» **Task requirements**
Every record below should be printed exactly as it appears.

» **Dataset entries**

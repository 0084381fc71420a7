use serde::{Deserialize, Serialize};

/// Axis-aligned bounding box on the service's fixed 0-1000 scale,
/// independent of the source frame resolution.
///
/// `ymin <= ymax` and `xmin <= xmax` are assumed from trusted service
/// output and not enforced here.
#[derive(Default, Debug, Clone, Copy, PartialEq, PartialOrd, Serialize, Deserialize)]
pub struct LensBox {
    pub ymin: f32,
    pub xmin: f32,
    pub ymax: f32,
    pub xmax: f32,
}

/// Overlay geometry in percent of the media element, ready for
/// percentage-offset positioning. Derived from a [`LensBox`] by dividing
/// each normalized coordinate by 10 (0-1000 -> 0-100%).
#[derive(Default, Debug, Clone, Copy, PartialEq, Serialize, Deserialize)]
pub struct OverlayRect {
    pub top_pct: f32,
    pub left_pct: f32,
    pub width_pct: f32,
    pub height_pct: f32,
}

impl LensBox {
    pub fn new(ymin: f32, xmin: f32, ymax: f32, xmax: f32) -> Self {
        Self {
            ymin,
            xmin,
            ymax,
            xmax,
        }
    }

    /// Builds a box from the service's 4-element `[ymin, xmin, ymax, xmax]`
    /// wire encoding.
    pub fn from_wire(coords: [f32; 4]) -> Self {
        let [ymin, xmin, ymax, xmax] = coords;
        Self::new(ymin, xmin, ymax, xmax)
    }

    /// Returns the width of the bounding box on the 0-1000 scale.
    pub fn width(&self) -> f32 {
        self.xmax - self.xmin
    }

    /// Returns the height of the bounding box on the 0-1000 scale.
    pub fn height(&self) -> f32 {
        self.ymax - self.ymin
    }

    /// Returns the center coordinates of the bounding box as `(cx, cy)`.
    pub fn center(&self) -> (f32, f32) {
        (
            self.xmin + self.width() / 2.,
            self.ymin + self.height() / 2.,
        )
    }

    /// Converts the 0-1000 box into percentage overlay geometry.
    pub fn to_overlay(&self) -> OverlayRect {
        OverlayRect {
            top_pct: self.ymin / 10.,
            left_pct: self.xmin / 10.,
            width_pct: self.width() / 10.,
            height_pct: self.height() / 10.,
        }
    }
}
use thiserror::Error;

/// Error classes surfaced to the viewer. None of these are fatal to the
/// session; the playback controller turns them into a dismissible banner.
#[derive(Error, Debug)]
pub enum LensError {
    #[error("invalid media file: {0}")]
    FileValidation(String),

    #[error("frame capture failed: {0}")]
    Capture(String),

    #[error("detection service error: {0}")]
    Detection(String),

    #[error("detection service authentication failed: {0}")]
    Auth(String),

    #[error("detection service returned an empty response")]
    EmptyResponse,
}

impl From<image::ImageError> for LensError {
    fn from(err: image::ImageError) -> Self {
        LensError::Capture(err.to_string())
    }
}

» **Written solution**
repository 0084381fc71420a7
use serde::{Deserialize, Serialize};

/// Axis-aligned bounding box on the service's fixed 0-1000 scale,
/// independent of the source frame resolution.
///
/// `ymin <= ymax` and `xmin <= xmax` are assumed from trusted service
/// output and not enforced here.
#[derive(Default, Debug, Clone, Copy, PartialEq, PartialOrd, Serialize, Deserialize)]
pub struct LensBox {
    pub ymin: f32,
    pub xmin: f32,
    pub ymax: f32,
    pub xmax: f32,
}

/// Overlay geometry in percent of the media element, ready for
/// percentage-offset positioning. Derived from a [`LensBox`] by dividing
/// each normalized coordinate by 10 (0-1000 -> 0-100%).
#[derive(Default, Debug, Clone, Copy, PartialEq, Serialize, Deserialize)]
pub struct OverlayRect {
    pub top_pct: f32,
    pub left_pct: f32,
    pub width_pct: f32,
    pub height_pct: f32,
}

impl LensBox {
    pub fn new(ymin: f32, xmin: f32, ymax: f32, xmax: f32) -> Self {
        Self {
            ymin,
            xmin,
            ymax,
            xmax,
        }
    }

    /// Builds a box from the service's 4-element `[ymin, xmin, ymax, xmax]`
    /// wire encoding.
    pub fn from_wire(coords: [f32; 4]) -> Self {
        let [ymin, xmin, ymax, xmax] = coords;
        Self::new(ymin, xmin, ymax, xmax)
    }

    /// Returns the width of the bounding box on the 0-1000 scale.
    pub fn width(&self) -> f32 {
        self.xmax - self.xmin
    }

    /// Returns the height of the bounding box on the 0-1000 scale.
    pub fn height(&self) -> f32 {
        self.ymax - self.ymin
    }

    /// Returns the center coordinates of the bounding box as `(cx, cy)`.
    pub fn center(&self) -> (f32, f32) {
        (
            self.xmin + self.width() / 2.,
            self.ymin + self.height() / 2.,
        )
    }

    /// Converts the 0-1000 box into percentage overlay geometry.
    pub fn to_overlay(&self) -> OverlayRect {
        OverlayRect {
            top_pct: self.ymin / 10.,
            left_pct: self.xmin / 10.,
            width_pct: self.width() / 10.,
            height_pct: self.height() / 10.,
        }
    }
}
use thiserror::Error;

/// Error classes surfaced to the viewer. None of these are fatal to the
/// session; the playback controller turns them into a dismissible banner.
#[derive(Error, Debug)]
pub enum LensError {
    #[error("invalid media file: {0}")]
    FileValidation(String),

    #[error("frame capture failed: {0}")]
    Capture(String),

    #[error("detection service error: {0}")]
    Detection(String),

    #[error("detection service authentication failed: {0}")]
    Auth(String),

    #[error("detection service returned an empty response")]
    EmptyResponse,
}

impl From<image::ImageError> for LensError {
    fn from(err: image::ImageError) -> Self {
        LensError::Capture(err.to_string())
    }
}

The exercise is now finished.